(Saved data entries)
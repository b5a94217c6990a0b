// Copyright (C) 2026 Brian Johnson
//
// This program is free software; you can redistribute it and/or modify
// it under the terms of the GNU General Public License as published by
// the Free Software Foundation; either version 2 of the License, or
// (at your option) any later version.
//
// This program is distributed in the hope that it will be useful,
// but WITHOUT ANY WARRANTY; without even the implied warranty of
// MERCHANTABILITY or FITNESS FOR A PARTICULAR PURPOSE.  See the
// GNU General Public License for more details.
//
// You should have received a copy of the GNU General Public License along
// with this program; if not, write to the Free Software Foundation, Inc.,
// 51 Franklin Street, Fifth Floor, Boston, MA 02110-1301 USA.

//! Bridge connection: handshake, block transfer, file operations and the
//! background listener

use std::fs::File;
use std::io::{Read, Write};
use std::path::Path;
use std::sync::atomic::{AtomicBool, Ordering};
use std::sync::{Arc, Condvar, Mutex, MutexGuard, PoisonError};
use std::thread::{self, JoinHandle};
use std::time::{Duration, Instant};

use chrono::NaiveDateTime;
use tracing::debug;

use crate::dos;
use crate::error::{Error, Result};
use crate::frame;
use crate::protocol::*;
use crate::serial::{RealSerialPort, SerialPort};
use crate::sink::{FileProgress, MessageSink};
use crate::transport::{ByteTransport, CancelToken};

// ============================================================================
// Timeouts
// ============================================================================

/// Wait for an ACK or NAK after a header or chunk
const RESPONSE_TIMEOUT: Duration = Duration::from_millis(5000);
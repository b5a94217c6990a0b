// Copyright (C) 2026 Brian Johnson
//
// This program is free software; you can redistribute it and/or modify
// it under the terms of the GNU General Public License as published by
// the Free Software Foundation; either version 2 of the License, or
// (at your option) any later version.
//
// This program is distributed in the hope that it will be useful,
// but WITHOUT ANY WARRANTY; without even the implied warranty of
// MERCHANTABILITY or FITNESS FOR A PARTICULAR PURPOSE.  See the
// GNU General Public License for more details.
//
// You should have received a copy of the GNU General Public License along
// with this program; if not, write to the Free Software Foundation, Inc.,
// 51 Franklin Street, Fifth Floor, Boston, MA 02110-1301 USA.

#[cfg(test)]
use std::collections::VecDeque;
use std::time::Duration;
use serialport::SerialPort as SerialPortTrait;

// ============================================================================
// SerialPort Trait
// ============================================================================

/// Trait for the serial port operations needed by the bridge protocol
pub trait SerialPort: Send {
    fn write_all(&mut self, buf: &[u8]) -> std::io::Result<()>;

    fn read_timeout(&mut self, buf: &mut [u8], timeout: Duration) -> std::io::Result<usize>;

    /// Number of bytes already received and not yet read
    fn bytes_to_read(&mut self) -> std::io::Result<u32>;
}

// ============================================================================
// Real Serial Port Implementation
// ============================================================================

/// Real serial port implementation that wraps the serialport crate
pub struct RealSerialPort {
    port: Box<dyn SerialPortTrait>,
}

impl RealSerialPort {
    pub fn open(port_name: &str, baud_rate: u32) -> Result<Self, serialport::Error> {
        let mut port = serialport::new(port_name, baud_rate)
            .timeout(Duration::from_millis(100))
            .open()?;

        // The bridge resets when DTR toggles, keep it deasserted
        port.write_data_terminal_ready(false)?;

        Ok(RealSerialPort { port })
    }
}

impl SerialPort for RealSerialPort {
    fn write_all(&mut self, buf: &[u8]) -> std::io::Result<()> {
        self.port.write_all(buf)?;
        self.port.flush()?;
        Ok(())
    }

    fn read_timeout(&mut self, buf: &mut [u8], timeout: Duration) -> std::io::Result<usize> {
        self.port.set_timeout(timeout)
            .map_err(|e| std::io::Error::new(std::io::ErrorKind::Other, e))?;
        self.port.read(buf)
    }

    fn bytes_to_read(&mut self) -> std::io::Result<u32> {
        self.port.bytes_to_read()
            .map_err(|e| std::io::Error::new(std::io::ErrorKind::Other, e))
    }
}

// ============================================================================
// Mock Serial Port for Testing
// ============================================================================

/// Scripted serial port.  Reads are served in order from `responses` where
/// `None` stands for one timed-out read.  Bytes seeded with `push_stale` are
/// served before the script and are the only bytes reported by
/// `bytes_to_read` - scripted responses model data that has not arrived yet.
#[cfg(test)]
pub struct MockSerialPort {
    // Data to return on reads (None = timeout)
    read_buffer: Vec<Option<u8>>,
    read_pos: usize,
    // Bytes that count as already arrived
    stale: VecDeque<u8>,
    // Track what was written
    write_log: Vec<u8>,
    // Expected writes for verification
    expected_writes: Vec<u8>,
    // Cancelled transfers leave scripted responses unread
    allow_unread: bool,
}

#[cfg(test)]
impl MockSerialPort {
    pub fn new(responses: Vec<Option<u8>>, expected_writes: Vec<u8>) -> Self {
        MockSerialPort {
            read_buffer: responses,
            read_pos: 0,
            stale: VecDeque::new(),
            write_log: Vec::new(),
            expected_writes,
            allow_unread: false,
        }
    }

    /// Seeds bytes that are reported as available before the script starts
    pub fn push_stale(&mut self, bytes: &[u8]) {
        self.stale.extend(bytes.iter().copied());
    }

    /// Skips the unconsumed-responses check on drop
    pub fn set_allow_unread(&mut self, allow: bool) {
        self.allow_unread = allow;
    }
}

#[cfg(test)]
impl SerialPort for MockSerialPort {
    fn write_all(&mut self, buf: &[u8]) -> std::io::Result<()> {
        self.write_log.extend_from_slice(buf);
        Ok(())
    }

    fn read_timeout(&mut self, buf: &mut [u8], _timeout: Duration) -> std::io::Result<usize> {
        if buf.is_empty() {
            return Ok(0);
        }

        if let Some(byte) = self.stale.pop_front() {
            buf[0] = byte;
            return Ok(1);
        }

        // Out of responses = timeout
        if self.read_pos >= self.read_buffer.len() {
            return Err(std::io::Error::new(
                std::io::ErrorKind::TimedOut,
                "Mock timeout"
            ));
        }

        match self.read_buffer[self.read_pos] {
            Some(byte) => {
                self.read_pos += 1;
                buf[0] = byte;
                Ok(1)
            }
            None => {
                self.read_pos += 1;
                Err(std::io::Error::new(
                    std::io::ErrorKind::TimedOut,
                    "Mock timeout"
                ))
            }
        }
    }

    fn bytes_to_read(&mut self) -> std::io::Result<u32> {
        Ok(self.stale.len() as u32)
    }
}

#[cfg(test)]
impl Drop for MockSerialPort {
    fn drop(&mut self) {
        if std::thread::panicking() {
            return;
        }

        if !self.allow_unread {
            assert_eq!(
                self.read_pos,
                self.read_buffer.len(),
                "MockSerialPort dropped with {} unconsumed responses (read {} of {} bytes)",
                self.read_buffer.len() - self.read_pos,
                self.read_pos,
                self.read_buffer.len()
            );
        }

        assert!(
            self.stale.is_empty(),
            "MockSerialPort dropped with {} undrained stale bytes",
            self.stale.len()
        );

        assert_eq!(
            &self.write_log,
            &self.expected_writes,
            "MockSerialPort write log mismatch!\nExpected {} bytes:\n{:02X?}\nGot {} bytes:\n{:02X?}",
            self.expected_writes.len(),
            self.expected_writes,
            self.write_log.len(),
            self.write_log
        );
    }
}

# TASK TO CARRY OUT
Report how many lines of the records above contain the word "already", and give only that number.

# RESULT FOR THIS EXERCISE
2